Infection prevention and control
The provider assessed and managed the risk of infection. They detected and controlled the risk of it spreading and shared concerns with appropriate agencies promptly. People told us staff followed infection control when providing support. One person told us, “The staff wear gloves and aprons [when they do my personal care], and when they have a cold, they wear a mask.” People also told us they thought the service and their rooms were clean. Another person told us, “The home is nice and clean. Every day they come in and clean my room.” There were cleaning schedules in place and covered all areas of the building and equipment including mattresses. There were systems to dispose of waste including clinical following national guidelines. Processes were in place to enable visitors during an outbreak of infection including providing information and personal protective equipment. The management team knew who to contact for support during an outbreak of infection. The provider had considered infection control when planning the refurbishment of the building.
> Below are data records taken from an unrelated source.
impl Session {
    /// Start a session on the onboarding screen.
    ///
    /// # Errors
    ///
    /// Returns [`SessionError::EmptyCatalog`] if the catalog has no dishes.
    pub fn new(catalog: Arc<dyn DishCatalog>) -> Result<Self, SessionError> {
        let catalog_len = NonZeroUsize::new(catalog.len()).ok_or(SessionError::EmptyCatalog)?;
        let id = Uuid::new_v4();
        info!(session_id = %id, dishes = catalog_len.get(), "Session started");

        let mut session = Self {
            id,
            catalog,
            catalog_len,
            navigator: Navigator::new(),
            onboarding: None,
            main: None,
            next_engine_id: 0,
        };
        session.sync_screen_state();
        Ok(session)
    }

    // =========================================================================
    // Navigator operations
    // =========================================================================

    /// Store preferences and enter the main screen.
    pub fn complete_onboarding(&mut self, preferences: UserPreferences) {
        self.navigator.complete_onboarding(preferences);
        self.sync_screen_state();
    }

    /// Append a dish to the cart.
    pub fn add_to_cart(&mut self, dish: Dish) {
        self.navigator.add_to_cart(dish);
    }

    /// Remove every cart entry with the given id.
    pub fn remove_from_cart(&mut self, id: &DishId) -> usize {
        self.navigator.remove_from_cart(id)
    }

    /// Select a chef and open their profile.
    pub fn show_chef(&mut self, chef: Chef) {
        self.navigator.show_chef(chef);
        self.sync_screen_state();
    }

    /// Switch screens unconditionally.
    pub fn navigate(&mut self, screen: Screen) {
        self.navigator.navigate(screen);
        self.sync_screen_state();
    }

    // =========================================================================
    // Onboarding
    // =========================================================================

    /// The onboarding form, while the onboarding screen is active.
    ///
    /// # Errors
    ///
    /// Returns [`SessionError::WrongScreen`] on any other screen.
    pub fn onboarding_mut(&mut self) -> Result<&mut OnboardingFlow, SessionError> {
        let actual = self.screen();
        self.onboarding.as_mut().ok_or(SessionError::WrongScreen {
            expected: Screen::Onboarding,
            actual,
        })
    }

    /// Press Next on the onboarding form.
    ///
    /// Returns the new step, or `None` once the wizard completed and the
    /// main screen is active.
    ///
    /// # Errors
    ///
    /// Returns validation errors from the identity step, or
    /// [`SessionError::WrongScreen`] outside onboarding.
    pub fn advance_onboarding(&mut self) -> Result<Option<Step>, SessionError> {
        match self.onboarding_mut()?.advance()? {
            Advance::Next(step) => Ok(Some(step)),
            Advance::Complete(preferences) => {
                self.complete_onboarding(preferences);
                Ok(None)
            }
        }
    }

    // =========================================================================
    // Swipe engine
    // =========================================================================

    /// Resolve a gesture on the current dish.
    ///
    /// A right swipe adds the dish to the cart before this returns.
    ///
    /// # Errors
    ///
    /// Returns [`SessionError::WrongScreen`] outside the main screen.
    pub fn resolve_swipe(
        &mut self,
        direction: SwipeDirection,
    ) -> Result<SwipeResolution, SessionError> {
        let actual = self.screen();
        let main = self.main.as_mut().ok_or(SessionError::WrongScreen {
            expected: Screen::Main,
            actual,
        })?;

        let index = main.swipe.index();
        let Some(ticket) = main.swipe.resolve(direction) else {
            return Ok(SwipeResolution::Ignored);
        };

        let added = if direction.adds_to_cart() {
            let dish = self
                .catalog
                .get(index)
                .cloned()
                .ok_or(SessionError::NoSuchItem(index))?;
            let id = dish.id.clone();
            self.navigator.add_to_cart(dish);
            Some(id)
        } else {
            None
        };

        Ok(SwipeResolution::Accepted { ticket, added })
    }

    /// Finish a swipe after its settle delay.
    ///
    /// Tickets from a swipe engine that no longer exists are ignored.
    pub fn settle_swipe(&mut self, ticket: SettleTicket) -> Settle {
        match self.main.as_mut() {
            Some(main) => main.swipe.settle(ticket),
            None => {
                debug!(engine = ticket.engine(), "Settle after main screen closed");
                Settle::Stale
            }
        }
    }

    /// Open the chef of the dish on screen.
    ///
    /// # Errors
    ///
    /// Returns [`SessionError::WrongScreen`] outside the main screen.
    pub fn show_current_chef(&mut self) -> Result<(), SessionError> {
        let chef = self
            .current_dish()
            .map(|dish| dish.chef.clone())
            .ok_or(SessionError::WrongScreen {
                expected: Screen::Main,
                actual: self.screen(),
            })?;
        self.show_chef(chef);
        Ok(())
    }

    /// Toggle a filter in the main screen's filter bar.
    ///
    /// # Errors
    ///
    /// Returns an error outside the main screen or for an unknown filter.
    pub fn toggle_filter(&mut self, id: &str) -> Result<bool, SessionError> {
        let actual = self.screen();
        let main = self.main.as_mut().ok_or(SessionError::WrongScreen {
            expected: Screen::Main,
            actual,
        })?;
        Ok(main.filters.toggle(id)?)
    }

    // =========================================================================
    // Menu, chef and cart views
    // =========================================================================

    /// Open the chef of the `number`th menu dish (1-based).
    ///
    /// # Errors
    ///
    /// Returns an error outside the menu or for an unknown number.
    pub fn show_menu_chef(&mut self, number: usize) -> Result<(), SessionError> {
        self.expect_screen(Screen::Menu)?;
        let chef = Self::nth(self.catalog.dishes().iter(), number)?.chef.clone();
        self.show_chef(chef);
        Ok(())
    }

    /// Dishes cooked by the selected chef.
    #[must_use]
    pub fn chef_dishes(&self) -> Vec<&Dish> {
        self.navigator
            .selected_chef()
            .map(|chef| self.catalog.by_chef(&chef.id).collect())
            .unwrap_or_default()
    }

    /// Add the `number`th dish of the selected chef to the cart (1-based).
    ///
    /// # Errors
    ///
    /// Returns an error outside the chef screen, without a selected chef, or
    /// for an unknown number.
    pub fn add_chef_dish(&mut self, number: usize) -> Result<DishId, SessionError> {
        self.expect_screen(Screen::Chef)?;
        if self.navigator.selected_chef().is_none() {
            return Err(SessionError::NoChefSelected);
        }
        let dish = Self::nth(self.chef_dishes().into_iter(), number)?.clone();
        let id = dish.id.clone();
        self.navigator.add_to_cart(dish);
        Ok(id)
    }

    /// Remove the `number`th grouped cart line (1-based) and every entry of
    /// that dish.
    ///
    /// # Errors
    ///
    /// Returns an error outside the cart screen or for an unknown number.
    pub fn remove_cart_line(&mut self, number: usize) -> Result<usize, SessionError> {
        self.expect_screen(Screen::Cart)?;
        let lines = self.navigator.cart().lines();
        let id = Self::nth(lines.iter().map(|line| &line.dish), number)?.id.clone();
        Ok(self.navigator.remove_from_cart(&id))
    }

    // =========================================================================
    // Accessors
    // =========================================================================

    #[must_use]
    pub const fn id(&self) -> Uuid {
        self.id
    }

    #[must_use]
    pub const fn screen(&self) -> Screen {
        self.navigator.screen()
    }

    #[must_use]
    pub const fn navigator(&self) -> &Navigator {
        &self.navigator
    }

    #[must_use]
    pub fn view(&self) -> View<'_> {
        self.navigator.view()
    }

    #[must_use]
    pub fn catalog(&self) -> &dyn DishCatalog {
        self.catalog.as_ref()
    }

    #[must_use]
    pub const fn onboarding(&self) -> Option<&OnboardingFlow> {
        self.onboarding.as_ref()
    }

    #[must_use]
    pub fn cart_count(&self) -> usize {
        self.navigator.cart_count()
    }

    /// The dish on the swipe card, while the main screen is active.
    #[must_use]
    pub fn current_dish(&self) -> Option<&Dish> {
        self.current_dish_index()
            .and_then(|index| self.catalog.get(index))
    }

    #[must_use]
    pub fn current_dish_index(&self) -> Option<usize> {
        self.main.as_ref().map(|main| main.swipe.index())
    }

    #[must_use]
    pub fn swipe_direction(&self) -> Option<SwipeDirection> {
        self.main.as_ref().and_then(|main| main.swipe.direction())
    }

    #[must_use]
    pub fn is_settling(&self) -> bool {
        self.main
            .as_ref()
            .is_some_and(|main| main.swipe.is_settling())
    }

    /// Active filters, while the main screen is active.
    #[must_use]
    pub fn active_filters(&self) -> Vec<&'static str> {
        self.main
            .as_ref()
            .map(|main| main.filters.active())
            .unwrap_or_default()
    }

    /// Capture the current presentation tuple.
    #[must_use]
    pub fn snapshot(&self) -> Snapshot {
        Snapshot {
            session_id: self.id,
            screen: self.screen(),
            preferences: self.navigator.preferences().cloned(),
            cart: self.navigator.cart().clone(),
            cart_count: self.cart_count(),
            selected_chef: self.navigator.selected_chef().cloned(),
            current_dish: self.current_dish().cloned(),
            current_dish_index: self.current_dish_index(),
            swipe_direction: self.swipe_direction(),
            filters: self.active_filters(),
            onboarding_step: self.onboarding.as_ref().map(OnboardingFlow::step),
        }
    }

    // =========================================================================
    // Helpers
    // =========================================================================

    /// Create or drop screen-local state to match the active screen.
    fn sync_screen_state(&mut self) {
        let screen = self.screen();

        match (screen, self.onboarding.is_some()) {
            (Screen::Onboarding, false) => self.onboarding = Some(OnboardingFlow::new()),
            (Screen::Onboarding, true) | (_, false) => {}
            (_, true) => self.onboarding = None,
        }

        match (screen, self.main.is_some()) {
            (Screen::Main, false) => {
                let id = self.next_engine_id;
                self.next_engine_id += 1;
                debug!(engine = id, "Main screen opened");
                self.main = Some(MainScreen {
                    swipe: SwipeEngine::new(id, self.catalog_len),
                    filters: FilterBar::new(),
                });
            }
            (Screen::Main, true) | (_, false) => {}
            (_, true) => {
                debug!("Main screen closed");
                self.main = None;
            }
        }
    }

    /// Fail unless `expected` is the active screen.
    ///
    /// # Errors
    ///
    /// Returns [`SessionError::WrongScreen`] on any other screen.
    pub fn expect_screen(&self, expected: Screen) -> Result<(), SessionError> {
        let actual = self.screen();
        if actual == expected {
            Ok(())
        } else {
            Err(SessionError::WrongScreen { expected, actual })
        }
    }

    fn nth<'a>(
        mut items: impl Iterator<Item = &'a Dish>,
        number: usize,
    ) -> Result<&'a Dish, SessionError> {
        number
            .checked_sub(1)
            .and_then(|index| items.nth(index))
            .ok_or(SessionError::NoSuchItem(number))
    }
}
The bathroom had wall coverings which were easy to clean, and vinyl flooring had been fitted to areas including bedrooms and communal areas. Regular audits had been completed to check infection control protocols were being followed.
Medicines optimisation
The provider made sure that medicines and treatments were safe and met people’s needs, capacities and preferences. Staff involved people in planning, including when changes happened. People told us they received their medicines as prescribed. One person told us, “They give me medicines on time. They know I can’t do it myself.” Relatives told us they were happy with the way medicines were managed. There were systems and processes in place to order, store, administer and dispose of medicines. Staff had received training to administer medicines safely and their competencies had been checked. Staff followed guidance provided by the manufacturers, such as rotating the position of pain patches to reduce skin irritation. When medicines required specific storage and administration, staff had followed these requirements. Some people were prescribed medicines ‘as and when’ including pain relief, staff were given clear guidance to follow. The guidance included when and how much medicine to give and what action to take if the medicine was not effective.